Design and construction
- Architect: Gerhard Weber
- Developer: Federal Office for Building and Regional Planning

= DeutschlandRadio Tower =

Skyscraper in Cologne, Germany

The DeutschlandRadio Tower (DeutschlandRadio-Turm) also known as the DLF Funkhaus Köln is a high-rise office building in the Raderthal district of Cologne, Germany. Built between 1974 and 1975, the tower stands at 102 m tall with 19 floors and is the current 9th tallest building in Cologne.

==History==
===Architecture===
In 1969, the administrative board of Deutschlandfunk decided to build Gerhard Weber's preliminary design. Weber used a suspended structure borrowed from bridge construction for the tower of the building. When construction began in 1974, a cantilever structure was mounted on a 100-metre-high reinforced concrete core, from which the individual floors were lowered floor by floor. The steel cables from which the individual floors hang are inserted into the concrete beams that run diagonally across the roof of the building. The interior was state-of-the-art with studios, editing rooms and broadcasting technology. With their excellent acoustics, the broadcasting hall and chamber music hall were in line with the highly acclaimed theaters built by Weber, such as the Mannheim National Theatre and the Hamburg State Opera.

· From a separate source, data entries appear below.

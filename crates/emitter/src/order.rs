use configgen_core::SectionKind;
use configgen_ports::{ConfigGenError, Result};

/// Tracks the last accepted section kind
#[derive(Debug, Clone, Copy, Default)]
pub(crate) struct SectionOrder {
    last: Option<SectionKind>,
}

impl SectionOrder {
    /// Accept `kind` if it comes strictly after the last one
    pub(crate) fn admit(&mut self, kind: SectionKind) -> Result<()> {
        match self.last {
            Some(last) if kind <= last => {
                return Err(ConfigGenError::Internal(format!(
                    "section {kind} appended after {last}"
                )));
            }
            _ => {}
        }
        self.last = Some(kind);
        Ok(())
    }

    pub(crate) fn clear(&mut self) {
        self.last = None;
    }
}
use configgen_core::defaults::TOOL_VERSION;
use configgen_core::{GenerationContext, ResolvedConfig, Section, SectionKind};
use configgen_ports::{Result, SectionGenerator};

const RUNTIME_IMPORTS: &str = r#"import argparse
import datetime as dt
import logging

import numpy as np
import pandas as pd

# Kernel and utilities
from abides_core.kernel import Kernel
from abides_core.latency_model import LatencyModel
from abides_core.utils import util, str_to_ns

# Fundamental value oracle
from abides_markets.oracles.SparseMeanRevertingOracle import SparseMeanRevertingOracle

# Market participants
from abides_markets.agents.ExchangeAgent import ExchangeAgent
from abides_markets.agents.market_makers.MarketMakerAgent import MarketMakerAgent
from abides_markets.agents.market_makers.adaptive_market_maker_agent import AdaptiveMarketMakerAgent
from abides_markets.agents.ZeroIntelligenceAgent import ZeroIntelligenceAgent
from abides_markets.agents.NoiseAgent import NoiseAgent
from abides_markets.agents.ValueAgent import ValueAgent
from abides_markets.agents.examples.momentum_agent import MomentumAgent
"#;

/// Shebang, header docstring and runtime imports
#[derive(Debug, Default, Clone, Copy)]
pub struct ImportsSection;

impl SectionGenerator for ImportsSection {
    fn kind(&self) -> SectionKind {
        SectionKind::Imports
    }

    fn generate(
        &self,
        config: &ResolvedConfig,
        ctx: &mut GenerationContext,
    ) -> Result<Option<Section>> {
        let generated_on = config.generated_at().format("%Y-%m-%d %H:%M:%S UTC");
        let file_name = ctx.artifact_file_name();
        let stem = ctx.artifact_stem();
        let source = match config.template() {
            Some(name) => format!("template '{name}'"),
            None => "explicit parameters".to_string(),
        };

        let body = format!(
            r#"#!/usr/bin/env python3
"""
ABIDES market simulation configuration
Generated by configgen v{TOOL_VERSION}
Generated on: {generated_on}
Built from: {source}

Run with: python {file_name} -c {stem} -v
"""

###### {heading} ######

{RUNTIME_IMPORTS}

"#,
            heading = SectionKind::Imports.heading(),
        );

        Ok(Some(Section::new(SectionKind::Imports, body)))
    }
}
//! Per-invocation generation state handed to every section generator.

use std::ops::Range;
use std::path::{Path, PathBuf};

use crate::values::AgentId;

/// Hands out contiguous agent identifiers
///
/// Identifier 0 is reserved for the exchange agent; every later reservation
/// continues from the previous one.
#[derive(Debug, Clone, Default, PartialEq, Eq)]
pub struct IdAllocator {
    next: AgentId,
}

impl IdAllocator {
    pub fn new() -> Self {
        Self::default()
    }

    /// Reserve the exchange identifier; `None` if anything was issued already
    pub fn reserve_exchange(&mut self) -> Option<AgentId> {
        if self.next != 0 {
            return None;
        }
        self.next = 1;
        Some(0)
    }

    /// Reserve `count` identifiers following the last reservation;
    /// `None` if they would run past the identifier range
    pub fn reserve(&mut self, count: u32) -> Option<Range<AgentId>> {
        let start = self.next;
        self.next = start.checked_add(count)?;
        Some(start..self.next)
    }

    /// Identifiers issued so far (including the exchange)
    pub fn issued(&self) -> u32 {
        self.next
    }
}

/// Explicit handle passed into every generator call
#[derive(Debug, Clone)]
pub struct GenerationContext {
    artifact: PathBuf,
    ids: IdAllocator,
}

impl GenerationContext {
    pub fn new(artifact: impl Into<PathBuf>) -> Self {
        Self {
            artifact: artifact.into(),
            ids: IdAllocator::new(),
        }
    }

    /// Path of the artifact being generated
    pub fn artifact(&self) -> &Path {
        &self.artifact
    }

    /// File name of the artifact, e.g. `my_config.py`
    pub fn artifact_file_name(&self) -> String {
        self.artifact
            .file_name()
            .map(|name| name.to_string_lossy().into_owned())
            .unwrap_or_default()
    }

    /// File name without extension, e.g. `my_config`
    pub fn artifact_stem(&self) -> String {
        self.artifact
            .file_stem()
            .map(|stem| stem.to_string_lossy().into_owned())
            .unwrap_or_default()
    }

    pub fn ids(&self) -> &IdAllocator {
        &self.ids
    }

    pub fn ids_mut(&mut self) -> &mut IdAllocator {
        &mut self.ids
    }
}
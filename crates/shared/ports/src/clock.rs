use configgen_core::Timestamp;

/// Port for time abstraction
///
/// The pipeline reads the clock exactly once per invocation:
/// - Real system time for the CLI
/// - Fixed time for reproducible output and deterministic tests
pub trait Clock: Send + Sync {
    /// Get the current time according to this clock
    fn now(&self) -> Timestamp;

    /// Get the clock's name/identifier for debugging
    fn name(&self) -> &str {
        "Clock"
    }
}
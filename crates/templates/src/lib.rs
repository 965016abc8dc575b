//! Configgen Templates
//!
//! A closed set of named research presets. Each template pins some agent
//! counts and market parameters; the resolver falls back to built-in
//! defaults for anything a template leaves unset.
//!
//! ```rust,ignore
//! use configgen_templates::{describe, lookup};
//!
//! let rmsc03 = lookup("rmsc03")?;
//! assert_eq!(rmsc03.total_agents(), 5127);
//! println!("{}", describe("rmsc03")?);
//! ```

mod describe;
mod registry;

pub use describe::{describe, overview};
pub use registry::{TEMPLATES, list, lookup, names};
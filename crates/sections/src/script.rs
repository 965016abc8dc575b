//! Small text builder shared by the generators.

use configgen_core::{Section, SectionKind};
use configgen_ports::{ConfigGenError, Result};

/// Accumulates the lines of one section
pub(crate) struct Script {
    kind: SectionKind,
    buf: String,
}

impl Script {
    pub(crate) fn new(kind: SectionKind) -> Self {
        Self {
            kind,
            buf: String::new(),
        }
    }

    /// `###### HEADING ######` followed by a blank line
    pub(crate) fn banner(&mut self) -> &mut Self {
        let heading = self.kind.heading();
        self.line(format!("###### {heading} ######")).blank()
    }

    pub(crate) fn line(&mut self, text: impl AsRef<str>) -> &mut Self {
        self.buf.push_str(text.as_ref());
        self.buf.push('\n');
        self
    }

    pub(crate) fn blank(&mut self) -> &mut Self {
        self.buf.push('\n');
        self
    }

    /// Append a verbatim multi-line block; it must end with a newline
    pub(crate) fn block(&mut self, text: &str) -> &mut Self {
        self.buf.push_str(text);
        self
    }

    pub(crate) fn finish(self) -> Section {
        Section::new(self.kind, self.buf)
    }
}

/// Single-quoted Python string literal
///
/// Values reaching the generators have been validated; a character that
/// would break out of the literal means the config is inconsistent.
pub(crate) fn quoted(field: &str, value: &str) -> Result<String> {
    if value.chars().any(|c| matches!(c, '\'' | '\\' | '\n' | '\r')) {
        return Err(ConfigGenError::Internal(format!(
            "{field} {value:?} cannot be embedded in a string literal"
        )));
    }
    Ok(format!("'{value}'"))
}

/// Python boolean literal
pub(crate) fn py_bool(value: bool) -> &'static str {
    if value { "True" } else { "False" }
}

#[cfg(test)]
mod tests {
    use super::*;

    #[test]
    fn test_banner_and_lines() {
        let mut script = Script::new(SectionKind::Oracle);
        script.banner().line("x = 1");
        let section = script.finish();

        assert_eq!(section.kind(), SectionKind::Oracle);
        assert_eq!(section.body(), "###### ORACLE CONFIGURATION ######\n\nx = 1\n");
    }

    #[test]
    fn test_quoted() {
        assert_eq!(quoted("symbol", "ABM").unwrap(), "'ABM'");
        assert!(matches!(
            quoted("symbol", "A'B"),
            Err(ConfigGenError::Internal(_))
        ));
        assert!(quoted("symbol", "A\\B").is_err());
    }

    #[test]
    fn test_py_bool() {
        assert_eq!(py_bool(true), "True");
        assert_eq!(py_bool(false), "False");
    }
}
use configgen_core::{GenerationContext, ResolvedConfig, Section, SectionKind};
use configgen_ports::{Result, SectionGenerator};

use crate::script::Script;

const BACKGROUND_CONFIG: &str = r#"# Background market for an external RL harness (ABIDES-Gym)
def create_background_config():
    """Everything except the exchange, which the harness provides."""
    return {
        'start_time': kernel_start_time,
        'stop_time': kernel_stop_time,
        'agents': agents[1:],
        'agent_latency_model': latency_model,
        'default_computation_delay': default_computation_delay,
        'oracle': oracle,
        'stdout_log_level': 'INFO',
    }


background_config = create_background_config()
"#;

/// Background-config export; emitted only in RL-compatibility mode
#[derive(Debug, Default, Clone, Copy)]
pub struct RlLayerSection;

impl SectionGenerator for RlLayerSection {
    fn kind(&self) -> SectionKind {
        SectionKind::RlLayer
    }

    fn generate(
        &self,
        config: &ResolvedConfig,
        _ctx: &mut GenerationContext,
    ) -> Result<Option<Section>> {
        if !config.modes().rl_compat {
            return Ok(None);
        }

        let mut script = Script::new(SectionKind::RlLayer);
        script.banner().block(BACKGROUND_CONFIG).blank();
        Ok(Some(script.finish()))
    }
}
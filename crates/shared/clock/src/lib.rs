//! Configgen Clock Infrastructure
//!
//! The generator reads the time once per invocation: for the header
//! timestamp, the default output name and the fallback seed.
//!
//! - [`SystemClock`]: wall-clock time for real runs
//! - [`FixedClock`]: frozen time for reproducible output and tests
//!
//! ```ignore
//! use configgen_clock::{Clock, FixedClock};
//!
//! let clock = FixedClock::from_rfc3339("2024-03-01T09:30:00Z")?;
//! assert_eq!(clock.now(), clock.now());
//! ```

mod fixed;
mod system;

pub use fixed::FixedClock;
pub use system::SystemClock;

// Re-export the Clock trait for convenience
pub use configgen_ports::Clock;
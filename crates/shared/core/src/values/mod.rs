mod money;

pub use money::{cents_to_dollars, format_dollars, format_thousands};

use chrono::{DateTime, Utc};

/// Timestamp in UTC
pub type Timestamp = DateTime<Utc>;

/// Monetary amount in cents (the unit the simulation runtime expects)
pub type Cents = i64;

/// Trading symbol
pub type Symbol = String;

/// Agent identifier inside a generated population
pub type AgentId = u32;
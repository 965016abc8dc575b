use configgen_core::{GenerationContext, ResolvedConfig, Section, SectionKind};

use crate::error::Result;

/// Port for one producer of generated script text
///
/// Implementations are pure functions of the resolved configuration and the
/// generation context (artifact handle and agent-id counter).
pub trait SectionGenerator {
    /// Which section this generator produces
    fn kind(&self) -> SectionKind;

    /// Produce the section, or `None` when it does not apply to this config
    fn generate(
        &self,
        config: &ResolvedConfig,
        ctx: &mut GenerationContext,
    ) -> Result<Option<Section>>;
}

The building is located in the Raderthal district of Cologne on the left bank of the Rhine and has housed the studios and editorial offices of Deutschlandfunk since February 18, 1979 (official opening: April 24, 1980). In the immediate vicinity of the tower used to be the radio building on the Raderberggürtel of Deutsche Welle; it was completely dismantled by 2021.

Since January 29, 2024, the Deutschlandfunk high-rise has been a listed building. A renovation strategy for the tower which will cost €300,000,000 has been created in June 2024.